Here are six gastroenterologists talking about big challenges in the field today in ambulatory surgery centers.
This roundtable is sponsored by the American Gastroenterological Association.
William Katkov, MD, Saint John's Health Center, Santa Monica, Calif.: I think gastroenterology as a specialty is facing the same sort of tectonic shifts that the rest of medicine is coming to grips with. Some of this is due to the Affordable Care Act; however many equally powerful changes have been underway for years. Gastroenterologists must become well-versed in the economic and policy changes that aren't strictly related to patient care.

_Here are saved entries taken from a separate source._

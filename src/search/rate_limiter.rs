// Copyright (c) 2025 Fabstir
// SPDX-License-Identifier: BUSL-1.1
//! Rate limiting for search requests

use governor::clock::DefaultClock;
use governor::state::{InMemoryState, NotKeyed};
use governor::{Quota, RateLimiter as GovRateLimiter};
use std::num::NonZeroU32;
use std::sync::Arc;
use std::time::Duration;

use super::types::SearchError;

/// Rate limiter for search requests
pub struct SearchRateLimiter {
    limiter: Arc<GovRateLimiter<NotKeyed, InMemoryState, DefaultClock>>,
    retry_after_secs: u64,
}

impl SearchRateLimiter {
    /// Create a new rate limiter
    ///
    /// # Arguments
    /// * `requests_per_minute` - Maximum requests allowed per minute (0 means 60)
    pub fn new(requests_per_minute: u32) -> Self {
        let rpm = NonZeroU32::new(requests_per_minute).unwrap_or(NonZeroU32::MIN.saturating_add(59));
        Self {
            limiter: Arc::new(GovRateLimiter::direct(Quota::per_minute(rpm))),
            retry_after_secs: 60,
        }
    }

    /// Create a limiter from a requests-per-second rate
    ///
    /// Rates below one per second become one request per `1 / qps` seconds.
    pub fn per_second(qps: f64) -> Self {
        let quota = if qps >= 1.0 {
            NonZeroU32::new(qps as u32).map(Quota::per_second)
        } else if qps > 0.0 {
            Quota::with_period(Duration::from_secs_f64(1.0 / qps))
        } else {
            None
        };
        let quota = quota.unwrap_or_else(|| Quota::per_second(NonZeroU32::MIN));
        let retry_after_secs = if qps > 0.0 && qps < 1.0 {
            (1.0 / qps).ceil() as u64
        } else {
            1
        };

        Self {
            limiter: Arc::new(GovRateLimiter::direct(quota)),
            retry_after_secs,
        }
    }

    /// Check if a request is allowed
    ///
    /// Returns Ok(()) if allowed, or SearchError::RateLimited if not
    pub fn check(&self) -> Result<(), SearchError> {
        match self.limiter.check() {
            Ok(_) => Ok(()),
            Err(_) => Err(SearchError::RateLimited {
                retry_after_secs: self.retry_after_secs,
            }),
        }
    }

    /// Wait until a request is allowed
    pub async fn wait(&self) {
        self.limiter.until_ready().await;
    }
}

The changes are most profound for the individual physician who wonders if he/she can survive in traditional private practice. On a very basic level, the gastroenterologist is asking herself or himself whether their future requires employment by a hospital and/or health system to move forward.
Lawrence Kim, MD, South Denver Endoscopy: There are immediate threats and long-term challenges on the horizon. The biggest issue right now is the negative publicity, starting with the New York Times article about colonoscopy charges and spreading to the Washington Post and other news outlets. This really has shone a spotlight on the way colonoscopy is reimbursed under the current U.S. healthcare system. Unfortunately, this information has been presented in an extremely negative light.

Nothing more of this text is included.